[DATA LISTING]
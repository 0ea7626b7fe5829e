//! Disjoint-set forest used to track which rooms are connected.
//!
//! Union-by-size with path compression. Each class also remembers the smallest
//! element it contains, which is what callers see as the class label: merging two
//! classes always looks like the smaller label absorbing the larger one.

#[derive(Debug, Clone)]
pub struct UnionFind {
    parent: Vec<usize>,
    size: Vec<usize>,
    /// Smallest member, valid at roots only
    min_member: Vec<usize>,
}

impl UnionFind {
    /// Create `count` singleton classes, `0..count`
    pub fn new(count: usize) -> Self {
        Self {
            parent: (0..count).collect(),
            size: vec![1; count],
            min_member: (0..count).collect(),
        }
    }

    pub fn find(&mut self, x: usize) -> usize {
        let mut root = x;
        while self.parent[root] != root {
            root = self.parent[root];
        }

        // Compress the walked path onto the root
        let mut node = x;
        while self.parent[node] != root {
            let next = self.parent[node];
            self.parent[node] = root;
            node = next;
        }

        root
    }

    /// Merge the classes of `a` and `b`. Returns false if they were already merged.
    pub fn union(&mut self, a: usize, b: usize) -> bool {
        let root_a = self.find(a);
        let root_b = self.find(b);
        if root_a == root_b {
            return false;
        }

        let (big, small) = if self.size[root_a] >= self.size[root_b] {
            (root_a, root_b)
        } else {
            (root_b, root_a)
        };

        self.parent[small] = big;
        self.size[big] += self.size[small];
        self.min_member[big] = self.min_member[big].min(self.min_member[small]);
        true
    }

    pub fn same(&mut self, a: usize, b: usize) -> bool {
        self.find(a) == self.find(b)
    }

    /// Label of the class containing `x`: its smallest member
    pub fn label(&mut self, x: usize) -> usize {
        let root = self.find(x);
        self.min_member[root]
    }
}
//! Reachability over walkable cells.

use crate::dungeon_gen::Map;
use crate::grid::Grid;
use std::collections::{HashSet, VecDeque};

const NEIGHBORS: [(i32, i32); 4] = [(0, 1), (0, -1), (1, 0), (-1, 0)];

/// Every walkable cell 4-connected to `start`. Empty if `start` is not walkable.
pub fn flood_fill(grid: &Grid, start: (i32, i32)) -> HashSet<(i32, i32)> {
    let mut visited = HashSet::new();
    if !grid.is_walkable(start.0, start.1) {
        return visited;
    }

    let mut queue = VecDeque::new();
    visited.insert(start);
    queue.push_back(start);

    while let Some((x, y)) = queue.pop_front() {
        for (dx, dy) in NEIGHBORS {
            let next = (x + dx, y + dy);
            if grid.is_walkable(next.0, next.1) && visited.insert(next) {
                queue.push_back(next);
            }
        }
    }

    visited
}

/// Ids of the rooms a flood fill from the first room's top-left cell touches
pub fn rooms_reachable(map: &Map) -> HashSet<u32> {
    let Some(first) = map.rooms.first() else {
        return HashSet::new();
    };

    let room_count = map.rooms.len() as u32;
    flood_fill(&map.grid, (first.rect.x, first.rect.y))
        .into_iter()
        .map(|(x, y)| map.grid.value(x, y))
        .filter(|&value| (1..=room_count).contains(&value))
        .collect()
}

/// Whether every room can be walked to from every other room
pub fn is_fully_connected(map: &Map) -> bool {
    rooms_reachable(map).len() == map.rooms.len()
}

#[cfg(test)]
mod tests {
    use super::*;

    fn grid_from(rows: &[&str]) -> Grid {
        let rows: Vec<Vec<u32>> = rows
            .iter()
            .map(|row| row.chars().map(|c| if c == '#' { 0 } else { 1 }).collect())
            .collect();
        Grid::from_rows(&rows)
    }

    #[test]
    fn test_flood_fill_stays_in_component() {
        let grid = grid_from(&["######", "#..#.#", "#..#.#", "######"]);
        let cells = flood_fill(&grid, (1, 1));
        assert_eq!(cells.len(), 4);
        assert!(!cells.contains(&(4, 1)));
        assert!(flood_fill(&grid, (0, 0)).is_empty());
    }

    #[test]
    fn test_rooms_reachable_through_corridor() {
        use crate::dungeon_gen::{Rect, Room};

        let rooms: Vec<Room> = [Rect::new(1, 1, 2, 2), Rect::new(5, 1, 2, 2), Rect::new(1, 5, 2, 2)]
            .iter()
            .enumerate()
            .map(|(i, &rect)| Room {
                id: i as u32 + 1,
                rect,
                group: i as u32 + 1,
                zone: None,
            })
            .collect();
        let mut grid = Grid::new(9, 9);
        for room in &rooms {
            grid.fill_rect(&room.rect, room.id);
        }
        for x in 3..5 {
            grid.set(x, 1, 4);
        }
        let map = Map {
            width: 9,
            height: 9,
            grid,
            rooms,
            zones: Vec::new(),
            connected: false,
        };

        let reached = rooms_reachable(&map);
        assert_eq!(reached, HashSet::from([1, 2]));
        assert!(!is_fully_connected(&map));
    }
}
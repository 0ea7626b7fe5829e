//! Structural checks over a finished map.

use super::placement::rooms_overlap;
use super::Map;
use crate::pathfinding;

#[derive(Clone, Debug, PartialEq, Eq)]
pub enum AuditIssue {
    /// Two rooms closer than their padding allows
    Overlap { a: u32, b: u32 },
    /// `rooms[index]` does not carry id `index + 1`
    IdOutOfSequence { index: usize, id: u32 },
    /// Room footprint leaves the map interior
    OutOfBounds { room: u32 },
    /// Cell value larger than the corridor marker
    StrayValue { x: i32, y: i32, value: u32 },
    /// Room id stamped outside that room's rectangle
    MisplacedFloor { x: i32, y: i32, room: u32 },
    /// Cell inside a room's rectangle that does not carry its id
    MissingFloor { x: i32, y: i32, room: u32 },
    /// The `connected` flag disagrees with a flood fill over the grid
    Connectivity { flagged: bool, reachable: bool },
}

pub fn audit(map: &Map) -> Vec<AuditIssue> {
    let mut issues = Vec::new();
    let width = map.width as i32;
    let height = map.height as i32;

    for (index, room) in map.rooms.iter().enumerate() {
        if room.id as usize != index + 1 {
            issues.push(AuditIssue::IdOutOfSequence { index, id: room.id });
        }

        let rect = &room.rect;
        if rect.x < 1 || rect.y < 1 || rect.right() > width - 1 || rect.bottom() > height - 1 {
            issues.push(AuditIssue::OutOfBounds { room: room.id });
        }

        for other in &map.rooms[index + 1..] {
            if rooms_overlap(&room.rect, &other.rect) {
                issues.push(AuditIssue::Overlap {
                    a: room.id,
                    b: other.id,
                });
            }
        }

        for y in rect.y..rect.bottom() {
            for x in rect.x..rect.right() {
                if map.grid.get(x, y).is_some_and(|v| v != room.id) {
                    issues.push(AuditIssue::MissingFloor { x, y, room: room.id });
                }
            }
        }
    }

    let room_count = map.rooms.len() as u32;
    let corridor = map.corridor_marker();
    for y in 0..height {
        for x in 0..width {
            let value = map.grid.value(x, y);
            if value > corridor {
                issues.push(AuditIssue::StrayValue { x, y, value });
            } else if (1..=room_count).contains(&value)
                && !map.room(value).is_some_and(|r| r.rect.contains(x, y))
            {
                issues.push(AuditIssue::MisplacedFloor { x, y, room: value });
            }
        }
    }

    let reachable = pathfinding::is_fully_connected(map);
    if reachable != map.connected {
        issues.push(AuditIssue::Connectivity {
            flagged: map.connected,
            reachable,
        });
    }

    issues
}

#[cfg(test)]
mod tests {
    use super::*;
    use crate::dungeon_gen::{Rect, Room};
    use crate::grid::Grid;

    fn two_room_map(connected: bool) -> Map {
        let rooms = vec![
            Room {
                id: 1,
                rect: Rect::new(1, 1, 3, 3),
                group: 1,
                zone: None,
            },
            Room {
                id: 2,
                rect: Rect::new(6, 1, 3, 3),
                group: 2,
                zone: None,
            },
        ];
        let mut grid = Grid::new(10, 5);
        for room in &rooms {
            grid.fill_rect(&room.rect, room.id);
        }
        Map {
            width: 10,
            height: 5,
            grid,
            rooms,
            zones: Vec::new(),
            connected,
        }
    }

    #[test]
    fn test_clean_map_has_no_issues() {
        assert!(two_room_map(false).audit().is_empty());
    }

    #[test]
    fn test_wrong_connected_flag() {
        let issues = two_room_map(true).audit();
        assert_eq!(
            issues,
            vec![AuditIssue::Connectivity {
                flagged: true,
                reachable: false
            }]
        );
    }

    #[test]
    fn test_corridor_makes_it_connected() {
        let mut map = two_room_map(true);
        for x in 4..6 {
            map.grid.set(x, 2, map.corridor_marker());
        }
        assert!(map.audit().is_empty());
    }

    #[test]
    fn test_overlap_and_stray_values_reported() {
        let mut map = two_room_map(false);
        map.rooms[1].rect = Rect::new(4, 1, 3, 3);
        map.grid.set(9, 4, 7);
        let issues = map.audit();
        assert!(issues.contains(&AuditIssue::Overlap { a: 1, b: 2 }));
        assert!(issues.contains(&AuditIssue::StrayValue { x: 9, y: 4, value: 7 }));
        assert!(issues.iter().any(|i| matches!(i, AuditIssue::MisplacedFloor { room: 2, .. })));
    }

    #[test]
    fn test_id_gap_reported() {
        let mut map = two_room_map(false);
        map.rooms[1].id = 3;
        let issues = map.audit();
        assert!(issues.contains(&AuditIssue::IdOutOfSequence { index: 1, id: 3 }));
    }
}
[/DATA LISTING]
• **DESCRIPTION OF THE TASK**:
Of the entries above, how many lines hold the word "HashSet"? Give back only that number.

• **EXERCISE RESULT**:
6